Background

Coronary artery disease (CAD) as the most common type of cardiovascular disease, can lead to a complete blockage of blood flowing to the heart, resulting in a heart attack. For its high morbidity and mortality rate, CAD has probably the most serious cardiovascular disorder threatening people’s health, worldwidely [1].

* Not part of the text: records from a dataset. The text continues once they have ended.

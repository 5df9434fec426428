//! In-memory file contents with a read cursor.
//!
//! A [`VirtualBuffer`] stands in for one open file. Writes always append to
//! the end regardless of the cursor; reads, seeks and skips move the cursor
//! within `0..=len`. [`BufferHandle`] shares a buffer between the registry and
//! every caller that opened the same path.

use std::io;
use std::sync::{Arc, Mutex, MutexGuard, PoisonError};

use async_trait::async_trait;
use urlfs_types::{FsError, FsResult};

use super::traits::{FileReader, FileWriter};

/// An in-memory byte sequence plus a cursor.
///
/// Invariant: `position <= contents.len()` after every operation.
#[derive(Debug, Clone, Default, PartialEq, Eq)]
pub struct VirtualBuffer {
    contents: Vec<u8>,
    position: usize,
}

impl VirtualBuffer {
    /// Create a new empty buffer, not bound to any path.
    pub fn new() -> Self {
        Self::default()
    }

    /// Create a buffer holding `bytes` with the cursor at the start.
    pub fn from_bytes(bytes: impl Into<Vec<u8>>) -> Self {
        Self {
            contents: bytes.into(),
            position: 0,
        }
    }

    /// Append `data` to the end of the buffer.
    ///
    /// The cursor is ignored: there is no write-at-cursor. Returns the number
    /// of bytes appended, which is always `data.len()`.
    pub fn write(&mut self, data: &[u8]) -> usize {
        self.contents.extend_from_slice(data);
        data.len()
    }

    /// Read up to `buf.len()` bytes from the cursor into `buf`.
    ///
    /// Fails with [`FsError::EndOfStream`] when the cursor is already at the
    /// end, even if `buf` is empty.
    pub fn read(&mut self, buf: &mut [u8]) -> FsResult<usize> {
        if self.position >= self.contents.len() {
            return Err(FsError::EndOfStream);
        }

        let end = self
            .position
            .saturating_add(buf.len())
            .min(self.contents.len());
        let n = end - self.position;
        buf[..n].copy_from_slice(&self.contents[self.position..end]);
        self.position = end;
        Ok(n)
    }

    /// Move the cursor to an absolute offset in `0..=len`.
    ///
    /// On failure the cursor is left where it was.
    pub fn seek(&mut self, offset: i64) -> FsResult<()> {
        match usize::try_from(offset) {
            Ok(pos) if pos <= self.contents.len() => {
                self.position = pos;
                Ok(())
            }
            _ => Err(self.out_of_range(offset)),
        }
    }

    /// Move the cursor forward by `delta` bytes.
    ///
    /// Negative deltas are rejected even when the target would be valid.
    pub fn skip(&mut self, delta: i64) -> FsResult<()> {
        let current = i64::try_from(self.position).unwrap_or(i64::MAX);
        let target = current.saturating_add(delta);
        if delta < 0 {
            return Err(self.out_of_range(target));
        }
        self.seek(target)
    }

    /// Current cursor offset.
    pub fn tell(&self) -> u64 {
        self.position as u64
    }

    /// Total number of bytes held.
    pub fn len(&self) -> u64 {
        self.contents.len() as u64
    }

    pub fn is_empty(&self) -> bool {
        self.contents.is_empty()
    }

    /// Rewind the cursor so the buffer can be read again from the start.
    pub fn close(&mut self) {
        self.position = 0;
    }

    /// The full contents, independent of the cursor.
    pub fn contents(&self) -> &[u8] {
        &self.contents
    }

    fn out_of_range(&self, offset: i64) -> FsError {
        FsError::OutOfRange {
            offset,
            len: self.len(),
        }
    }
}

// std adapters. `io::Read` signals end of data with `Ok(0)` rather than an
// error, so the end-of-stream condition is translated here.

impl io::Read for VirtualBuffer {
    fn read(&mut self, buf: &mut [u8]) -> io::Result<usize> {
        match VirtualBuffer::read(self, buf) {
            Ok(n) => Ok(n),
            Err(FsError::EndOfStream) => Ok(0),
            Err(e) => Err(e.into()),
        }
    }
}

impl io::Write for VirtualBuffer {
    fn write(&mut self, buf: &[u8]) -> io::Result<usize> {
        Ok(VirtualBuffer::write(self, buf))
    }

    fn flush(&mut self) -> io::Result<()> {
        Ok(())
    }
}

impl io::Seek for VirtualBuffer {
    fn seek(&mut self, pos: io::SeekFrom) -> io::Result<u64> {
        let target = match pos {
            io::SeekFrom::Start(n) => i64::try_from(n).unwrap_or(i64::MAX),
            io::SeekFrom::Current(d) => (self.position as i64).saturating_add(d),
            io::SeekFrom::End(d) => (self.contents.len() as i64).saturating_add(d),
        };
        VirtualBuffer::seek(self, target)?;
        Ok(self.tell())
    }
}

/// Shared handle to a [`VirtualBuffer`].
///
/// Clones refer to the same buffer: bytes written or cursor moves made
/// through one clone are seen by all of them. Each operation holds the lock
/// for its whole duration.
#[derive(Debug, Clone, Default)]
pub struct BufferHandle {
    inner: Arc<Mutex<VirtualBuffer>>,
}

impl BufferHandle {
    /// Create a handle to a new empty buffer.
    pub fn new() -> Self {
        Self::default()
    }

    pub fn from_buffer(buffer: VirtualBuffer) -> Self {
        Self {
            inner: Arc::new(Mutex::new(buffer)),
        }
    }

    // No operation can leave a buffer half-updated, so a poisoned lock still
    // guards a consistent value.
    fn lock(&self) -> MutexGuard<'_, VirtualBuffer> {
        self.inner.lock().unwrap_or_else(PoisonError::into_inner)
    }

    pub fn write(&self, data: &[u8]) -> usize {
        self.lock().write(data)
    }

    pub fn read(&self, buf: &mut [u8]) -> FsResult<usize> {
        self.lock().read(buf)
    }

    pub fn seek(&self, offset: i64) -> FsResult<()> {
        self.lock().seek(offset)
    }

    pub fn skip(&self, delta: i64) -> FsResult<()> {
        self.lock().skip(delta)
    }

    pub fn tell(&self) -> u64 {
        self.lock().tell()
    }

    pub fn len(&self) -> u64 {
        self.lock().len()
    }

    pub fn is_empty(&self) -> bool {
        self.lock().is_empty()
    }

    pub fn close(&self) {
        self.lock().close()
    }

    /// Copy of the full contents.
    pub fn contents(&self) -> Vec<u8> {
        self.lock().contents().to_vec()
    }

    /// True if both handles refer to the same buffer.
    pub fn ptr_eq(&self, other: &BufferHandle) -> bool {
        Arc::ptr_eq(&self.inner, &other.inner)
    }
}

#[async_trait]
impl FileReader for BufferHandle {
    async fn read(&self, buf: &mut [u8]) -> FsResult<usize> {
        BufferHandle::read(self, buf)
    }

    async fn seek(&self, offset: i64) -> FsResult<()> {
        BufferHandle::seek(self, offset)
    }

    async fn skip(&self, delta: i64) -> FsResult<()> {
        BufferHandle::skip(self, delta)
    }

    async fn tell(&self) -> FsResult<u64> {
        Ok(BufferHandle::tell(self))
    }

    async fn close(&self) -> FsResult<()> {
        BufferHandle::close(self);
        Ok(())
    }
}

#[async_trait]
impl FileWriter for BufferHandle {
    async fn write(&self, data: &[u8]) -> FsResult<usize> {
        Ok(BufferHandle::write(self, data))
    }

    async fn tell(&self) -> FsResult<u64> {
        Ok(BufferHandle::tell(self))
    }

    async fn close(&self) -> FsResult<()> {
        BufferHandle::close(self);
        Ok(())
    }
}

MicroRNAs (miRNAs) with the length from 18 to 25 nucleotides, is a class of non-protein coding RNA, which has been shown to be involved in a wide variety of biological processes through suppressing the mRNA expression or translation [2]. MiRNAs have been found to express in various tissues and cell types and play important roles in physiological processes including cell growth, proliferation, differentiation, apoptosis, metabolism, and homeostasis as biological regulators [3]. MiRNAs were mostly found in body fluids such as blood and the circulating miRNA expression profiles have been shown to differ significantly between healthy and disease including cancers/tumor, diabetes, neurodegenerative diseases, cardiovascular diseases [3, 4]. So, the blood as one of the most popular non-invasive samples was widely used for identifying potential diagnostic and prognostic biomarkers in human diseases. For CAD, numerous miRNAs have been reported to be circulating biomarkers in the diagnosis of CAD and their functional role in cardiovascular primary prevention has been suggested [5]. For example, the expression levels of miR-126, miR-17, miR-92a, and the inflammation-associated miR-155 in plasma were significantly reduced in patients with CAD compared with healthy controls. [6]. The serum miR-197 and miR-223 could be used to predict cardiovascular death in a cohort of patients with symptomatic CAD [7]. The blood miRNA-19a has been identified as a potential novel biomarker for diagnosis of acute myocardial infarction [8]. However, the miRNAs identified in a single dataset may be limited.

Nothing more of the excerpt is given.